Bébé Stratus est excité. C’est son tout premier bain de ciel aujourd’hui, sa première grande sortie.
On lui avait tant parlé des glissades, des couleurs, des reliefs, des gouttes d’eau, qu’il n’avait qu’une hâte : y participer. Son rêve allait enfin se réaliser.
Avec la bénédiction de ses parents, il suivit donc la ribambelle de ses frères et cousins, les Cumulus.
Pour ses premiers pas dans l’immensité, il s’accrocha aux boucles de son petit frère et se laissa bercer par les amples mouvements de balancier de la tribu.
Vertige et plaisir. L’émotion était intense.
Prenant de l’assurance, il se roula, se retourna, se laissa chavirer avec délice, poussant de petits cris de joie. Ses minuscules boucles blanches et cotonneuses ballottaient comiquement au rythme de ses déplacements.
Il s’amusait comme jamais.
À l’affût de sensations nouvelles, il tenta de savantes chorégraphies. Il flottait, s’enivrait de sa légèreté et de sa liberté. Ses gloussements de plaisir cascadèrent à l’infini.
Les paysages qui défilaient sous lui étaient fabuleusement dessinés et variés.
Peu à peu, cependant, la lumière intense l’alerta. L’ombre rassurante de sa famille avait disparu. Le ciel était entièrement dégagé, et l’espace, devenu trop large.
Ses frères et cousins n’étaient plus là.
— Hé ho ! Où êtes-vous ? Où vous cachez-vous ? cria-t-il.
Il savait qu’ils étaient farceurs, et que, pour sa première sortie, ils lui avaient peut-être préparé une blague.
Mais les émotions l’avaient fatigué, et il voulait rentrer.
Aucun signe de la famille. La panique le gagna.
Et s’ils l’avaient oublié ? Et s’il ne les revoyait jamais ?
— S’il vous plaît, revenez… je ne sais pas comment rentrer, implora-t-il d’une voix chevrotante.
Désespéré, Bébé Stratus se cala dans un minuscule coin du ciel et pleura à petites gouttes. C’est ce qu’il faisait quand il avait peur et qu’il était fatigué.
Zéphyrin, qui a l’ouïe très fine, entendit de petits gémissements et tenta d’en repérer l’origine. Il se leva, balaya la cime des arbres d’un élan magistral. Rien.
« Tout de même, je n’ai pas rêvé », se dit-il.
Il stoppa son envolée et écouta attentivement.
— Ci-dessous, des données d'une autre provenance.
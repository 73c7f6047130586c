//! Error handling for the CLI application

use std::fmt;

/// Custom error type for CLI-specific errors
#[derive(Debug)]
pub enum CliError {
    /// File not found or inaccessible
    FileNotFound(String),
    /// Invalid file pattern
    InvalidPattern(String),
    /// Configuration error
    ConfigError(String),
    /// Malformed line in a session file
    SessionError {
        /// 1-based line number
        line: usize,
        /// What was wrong with it
        message: String,
    },
}

impl fmt::Display for CliError {
    fn fmt(&self, f: &mut fmt::Formatter<'_>) -> fmt::Result {
        match self {
            CliError::FileNotFound(path) => write!(f, "File not found: {path}"),
            CliError::InvalidPattern(pattern) => write!(f, "Invalid file pattern: {pattern}"),
            CliError::ConfigError(msg) => write!(f, "Configuration error: {msg}"),
            CliError::SessionError { line, message } => {
                write!(f, "Session error on line {line}: {message}")
            }
        }
    }
}

impl std::error::Error for CliError {}

/// Result type alias for CLI operations
pub type CliResult<T> = Result<T, anyhow::Error>;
À nouveau, le même son plaintif.
Piqué de curiosité, il se hissa et tourbillonna plus haut.
Soudain, il aperçut une petite tache blanche tassée dans un coin du ciel. Intrigué, il s’approcha et distingua un bébé nuage.
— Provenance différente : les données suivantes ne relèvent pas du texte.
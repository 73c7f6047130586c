//! Script text processing: terminator lookup, segmentation and tokenization

pub mod segmenter;
pub mod terminator;
pub mod tokenizer;

pub use segmenter::{segment, Segment, Segmenter};
pub use terminator::{TermTable, DEFAULT_TERMINATORS};
pub use tokenizer::{is_ideographic, tokenize, Token};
— Que fais-tu là ? demanda-t-il, déconcerté de le voir tout seul.
Bébé Stratus sursauta au son de la voix.
— Je suis perdu… mes frères et mes cousins sont repartis et m’ont oublié, sanglota-t-il.
— Ne t’inquiète pas, répondit Zéphyrin, touché par sa détresse. On va t’aider à retrouver ton chemin. Fais-moi confiance.
— Merci, Monsieur Zéphyrin, murmura Bébé Stratus, plein d’espoir.
Aussitôt, Zéphyrin balaie le ciel. Bébé Stratus avait raison : sa famille était rentrée et l’avait oublié. Il faut dire qu’il était si petit…
Zéphyrin réfléchit. Une idée lui vint.
— Sunny ! cria-t-il, pourrais-tu te montrer ? On a besoin de ton aide !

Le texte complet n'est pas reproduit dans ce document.